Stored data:

*** Block opens ***

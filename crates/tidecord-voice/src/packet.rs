use std::net::IpAddr;

use bytes::{Buf, BufMut, BytesMut};

use crate::DiscoveryError;

/// RTP version byte (V=2, no padding, extension or CSRCs).
pub const RTP_VERSION_BYTE: u8 = 0x80;
/// RTP payload type for Opus audio.
pub const RTP_PAYLOAD_TYPE: u8 = 0x78;
pub const RTP_HEADER_SIZE: usize = 12;
/// Samples per 20 ms frame at 48 kHz.
pub const TIMESTAMP_STEP: u32 = 960;

/// Opus frame announcing end of speech.
pub const SILENCE_FRAME: [u8; 3] = [0xf8, 0xff, 0xfe];

pub const DISCOVERY_PACKET_SIZE: usize = 74;
const DISCOVERY_REQUEST: u16 = 0x1;
const DISCOVERY_RESPONSE: u16 = 0x2;
/// Value of the length field: everything after type and length.
const DISCOVERY_BODY_LEN: u16 = 70;
const DISCOVERY_ADDRESS_LEN: usize = 64;

/// 12-byte RTP header prefixed to every audio datagram.
///
/// ```text
/// Byte 0:     version/flags (0x80)
/// Byte 1:     payload type (0x78)
/// Bytes 2-3:  sequence (u16 BE)
/// Bytes 4-7:  timestamp (u32 BE)
/// Bytes 8-11: SSRC (u32 BE)
/// ```
#[derive(Debug, Clone, Copy, PartialEq, Eq)]
pub struct RtpHeader {
    pub sequence: u16,
    pub timestamp: u32,
    pub ssrc: u32,
}

impl RtpHeader {
    pub fn encode(&self, buf: &mut impl BufMut) {
        buf.put_u8(RTP_VERSION_BYTE);
        buf.put_u8(RTP_PAYLOAD_TYPE);
        buf.put_u16(self.sequence);
        buf.put_u32(self.timestamp);
        buf.put_u32(self.ssrc);
    }

    pub fn to_bytes(&self) -> [u8; RTP_HEADER_SIZE] {
        let mut out = [0u8; RTP_HEADER_SIZE];
        self.encode(&mut &mut out[..]);
        out
    }

    /// Decode a header, ignoring the version and payload type bytes.
    pub fn decode(mut buf: &[u8]) -> Option<Self> {
        if buf.len() < RTP_HEADER_SIZE {
            return None;
        }
        buf.advance(2);
        Some(Self {
            sequence: buf.get_u16(),
            timestamp: buf.get_u32(),
            ssrc: buf.get_u32(),
        })
    }
}

/// Hands out consecutive headers: sequence +1 and timestamp +960 per
/// packet, both wrapping at their integer width.
#[derive(Debug, Clone)]
pub struct PacketSequencer {
    sequence: u16,
    timestamp: u32,
}

impl PacketSequencer {
    pub fn new(sequence: u16, timestamp: u32) -> Self {
        Self {
            sequence,
            timestamp,
        }
    }

    /// Start from random values, as RTP senders are expected to.
    pub fn random() -> Self {
        Self::new(rand::random(), rand::random())
    }

    pub fn next_header(&mut self, ssrc: u32) -> RtpHeader {
        let header = RtpHeader {
            sequence: self.sequence,
            timestamp: self.timestamp,
            ssrc,
        };
        self.sequence = self.sequence.wrapping_add(1);
        self.timestamp = self.timestamp.wrapping_add(TIMESTAMP_STEP);
        header
    }
}

/// IP discovery datagram.
///
/// ```text
/// Bytes 0-1:   type (1 = request, 2 = response)
/// Bytes 2-3:   length (70)
/// Bytes 4-7:   SSRC
/// Bytes 8-71:  address, NUL padded
/// Bytes 72-73: port
/// ```
#[derive(Debug, Clone, PartialEq, Eq)]
pub struct DiscoveryPacket {
    pub ssrc: u32,
    pub address: String,
    pub port: u16,
}

impl DiscoveryPacket {
    pub fn request(ssrc: u32) -> [u8; DISCOVERY_PACKET_SIZE] {
        let mut buf = BytesMut::with_capacity(DISCOVERY_PACKET_SIZE);
        buf.put_u16(DISCOVERY_REQUEST);
        buf.put_u16(DISCOVERY_BODY_LEN);
        buf.put_u32(ssrc);
        buf.put_bytes(0, DISCOVERY_ADDRESS_LEN);
        buf.put_u16(0);
        let mut out = [0u8; DISCOVERY_PACKET_SIZE];
        out.copy_from_slice(&buf);
        out
    }

    /// Encode a response; only used by tests and local fakes.
    pub fn response(&self) -> [u8; DISCOVERY_PACKET_SIZE] {
        let mut out = Self::request(self.ssrc);
        out[0..2].copy_from_slice(&DISCOVERY_RESPONSE.to_be_bytes());
        let address = self.address.as_bytes();
        let len = address.len().min(DISCOVERY_ADDRESS_LEN - 1);
        out[8..8 + len].copy_from_slice(&address[..len]);
        out[72..74].copy_from_slice(&self.port.to_be_bytes());
        out
    }

    /// Parse and validate a response to a probe sent for `expected_ssrc`.
    pub fn parse_response(packet: &[u8], expected_ssrc: u32) -> Result<Self, DiscoveryError> {
        if packet.len() != DISCOVERY_PACKET_SIZE {
            return Err(DiscoveryError::Malformed("wrong packet size"));
        }
        let mut buf = packet;
        if buf.get_u16() != DISCOVERY_RESPONSE {
            return Err(DiscoveryError::Malformed("not a response"));
        }
        if buf.get_u16() != DISCOVERY_BODY_LEN {
            return Err(DiscoveryError::Malformed("bad length field"));
        }
        let ssrc = buf.get_u32();
        if ssrc != expected_ssrc {
            return Err(DiscoveryError::Malformed("ssrc mismatch"));
        }

        let raw = &buf[..DISCOVERY_ADDRESS_LEN];
        let end = raw.iter().position(|b| *b == 0).unwrap_or(raw.len());
        let address = std::str::from_utf8(&raw[..end])
            .map_err(|_| DiscoveryError::Malformed("address is not UTF-8"))?
            .trim()
            .to_string();
        if address.parse::<IpAddr>().is_err() {
            return Err(DiscoveryError::Malformed("address is not an IP"));
        }
        buf.advance(DISCOVERY_ADDRESS_LEN);
        let port = buf.get_u16();

        Ok(Self {
            ssrc,
            address,
            port,
        })
    }
}
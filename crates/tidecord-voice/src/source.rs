use std::collections::VecDeque;
use std::ffi::OsString;
use std::io::Read;
use std::process::{Child, ChildStdout, Command, Stdio};

use crate::ogg::OggPacketReader;
use crate::VoiceError;

/// A stream of 20 ms Opus frames.
///
/// `prepare` runs once before the first `read`, `cleanup` once after the last
/// (also when playback is cut short). Sources are driven from the player's
/// own thread, so blocking reads are fine.
pub trait AudioSource: Send {
    fn prepare(&mut self) -> Result<(), VoiceError> {
        Ok(())
    }

    /// Next frame, or `None` when the source is exhausted.
    fn read(&mut self) -> Result<Option<Vec<u8>>, VoiceError>;

    fn cleanup(&mut self) {}
}

/// Pre-framed packets held in memory.
#[derive(Debug, Default, Clone)]
pub struct MemorySource {
    frames: VecDeque<Vec<u8>>,
}

impl MemorySource {
    pub fn new(frames: impl IntoIterator<Item = Vec<u8>>) -> Self {
        Self {
            frames: frames.into_iter().collect(),
        }
    }

    pub fn remaining(&self) -> usize {
        self.frames.len()
    }
}

impl AudioSource for MemorySource {
    fn read(&mut self) -> Result<Option<Vec<u8>>, VoiceError> {
        Ok(self.frames.pop_front())
    }
}

/// Opus packets read from an Ogg stream. The `OpusHead` and `OpusTags`
/// header packets are skipped.
pub struct OggOpusSource<R> {
    packets: OggPacketReader<R>,
}

impl<R: Read + Send> OggOpusSource<R> {
    pub fn new(reader: R) -> Self {
        Self {
            packets: OggPacketReader::new(reader),
        }
    }
}

fn is_opus_header(packet: &[u8]) -> bool {
    packet.starts_with(b"OpusHead") || packet.starts_with(b"OpusTags")
}

impl<R: Read + Send> AudioSource for OggOpusSource<R> {
    fn read(&mut self) -> Result<Option<Vec<u8>>, VoiceError> {
        loop {
            match self.packets.next_packet()? {
                Some(packet) if is_opus_header(&packet) || packet.is_empty() => continue,
                other => return Ok(other),
            }
        }
    }
}

/// Transcodes any input ffmpeg understands into Ogg/Opus at 48 kHz stereo.
pub struct FfmpegSource {
    program: OsString,
    input: OsString,
    before_input: Vec<OsString>,
    output_args: Vec<OsString>,
    child: Option<Child>,
    stream: Option<OggOpusSource<ChildStdout>>,
}

impl FfmpegSource {
    pub fn new(input: impl Into<OsString>) -> Self {
        Self {
            program: "ffmpeg".into(),
            input: input.into(),
            before_input: vec!["-vn".into()],
            output_args: [
                "-f", "opus", "-ar", "48000", "-ac", "2", "-b:a", "96K", "-filter:a", "volume=0.5",
            ]
            .into_iter()
            .map(OsString::from)
            .collect(),
            child: None,
            stream: None,
        }
    }

    /// Use a specific ffmpeg binary.
    pub fn program(mut self, program: impl Into<OsString>) -> Self {
        self.program = program.into();
        self
    }

    /// Extra options placed before `-i`.
    pub fn input_args<I, S>(mut self, args: I) -> Self
    where
        I: IntoIterator<Item = S>,
        S: Into<OsString>,
    {
        self.before_input.extend(args.into_iter().map(Into::into));
        self
    }

    /// Extra output options, appended after the defaults.
    pub fn output_args<I, S>(mut self, args: I) -> Self
    where
        I: IntoIterator<Item = S>,
        S: Into<OsString>,
    {
        self.output_args.extend(args.into_iter().map(Into::into));
        self
    }

    pub fn command(&self) -> Command {
        let mut command = Command::new(&self.program);
        command
            .args(&self.before_input)
            .arg("-i")
            .arg(&self.input)
            .args(&self.output_args)
            .arg("-")
            .stdin(Stdio::null())
            .stdout(Stdio::piped())
            .stderr(Stdio::null());
        command
    }
}

impl AudioSource for FfmpegSource {
    fn prepare(&mut self) -> Result<(), VoiceError> {
        let mut child = self.command().spawn()?;
        let stdout = child
            .stdout
            .take()
            .ok_or_else(|| VoiceError::Source("ffmpeg stdout was not captured".into()))?;
        tracing::debug!(input = ?self.input, pid = child.id(), "spawned ffmpeg");
        self.stream = Some(OggOpusSource::new(stdout));
        self.child = Some(child);
        Ok(())
    }

    fn read(&mut self) -> Result<Option<Vec<u8>>, VoiceError> {
        match self.stream.as_mut() {
            Some(stream) => stream.read(),
            None => Err(VoiceError::Source("ffmpeg source read before prepare".into())),
        }
    }

    fn cleanup(&mut self) {
        self.stream = None;
        if let Some(mut child) = self.child.take() {
            let _ = child.kill();
            let _ = child.wait();
        }
    }
}

impl Drop for FfmpegSource {
    fn drop(&mut self) {
        self.cleanup();
    }
}

#[cfg(test)]
mod tests {
    use super::*;
    use crate::ogg::tests::stream;

    #[test]
    fn ogg_source_skips_opus_headers() {
        let data = stream(&[b"OpusHead....", b"OpusTags....", b"frame-1", b"frame-2"]);
        let mut source = OggOpusSource::new(std::io::Cursor::new(data));
        assert_eq!(source.read().unwrap().unwrap(), b"frame-1");
        assert_eq!(source.read().unwrap().unwrap(), b"frame-2");
        assert!(source.read().unwrap().is_none());
    }

    #[test]
    fn ffmpeg_command_line() {
        let source = FfmpegSource::new("song.mp3").input_args(["-ss", "5"]);
        let command = source.command();
        let args: Vec<_> = command
            .get_args()
            .map(|a| a.to_string_lossy().into_owned())
            .collect();
        assert_eq!(command.get_program(), "ffmpeg");
        assert_eq!(
            args,
            [
                "-vn", "-ss", "5", "-i", "song.mp3", "-f", "opus", "-ar", "48000", "-ac", "2",
                "-b:a", "96K", "-filter:a", "volume=0.5", "-"
            ]
        );
    }

    #[test]
    fn missing_binary_fails_prepare() {
        let mut source = FfmpegSource::new("x").program("/nonexistent/ffmpeg-binary");
        assert!(matches!(source.prepare(), Err(VoiceError::Io(_))));
        assert!(source.read().is_err());
        source.cleanup();
    }

    #[test]
    fn memory_source_drains() {
        let mut source = MemorySource::new(vec![vec![1], vec![2]]);
        assert_eq!(source.remaining(), 2);
        assert_eq!(source.read().unwrap(), Some(vec![1]));
        assert_eq!(source.read().unwrap(), Some(vec![2]));
        assert_eq!(source.read().unwrap(), None);
    }
}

*** Block closes ***

TASK STATEMENT: Each line of the entries above that includes the string "remaining" should be copied out.

OUTPUT:
    pub fn remaining(&self) -> usize {
        assert_eq!(source.remaining(), 2);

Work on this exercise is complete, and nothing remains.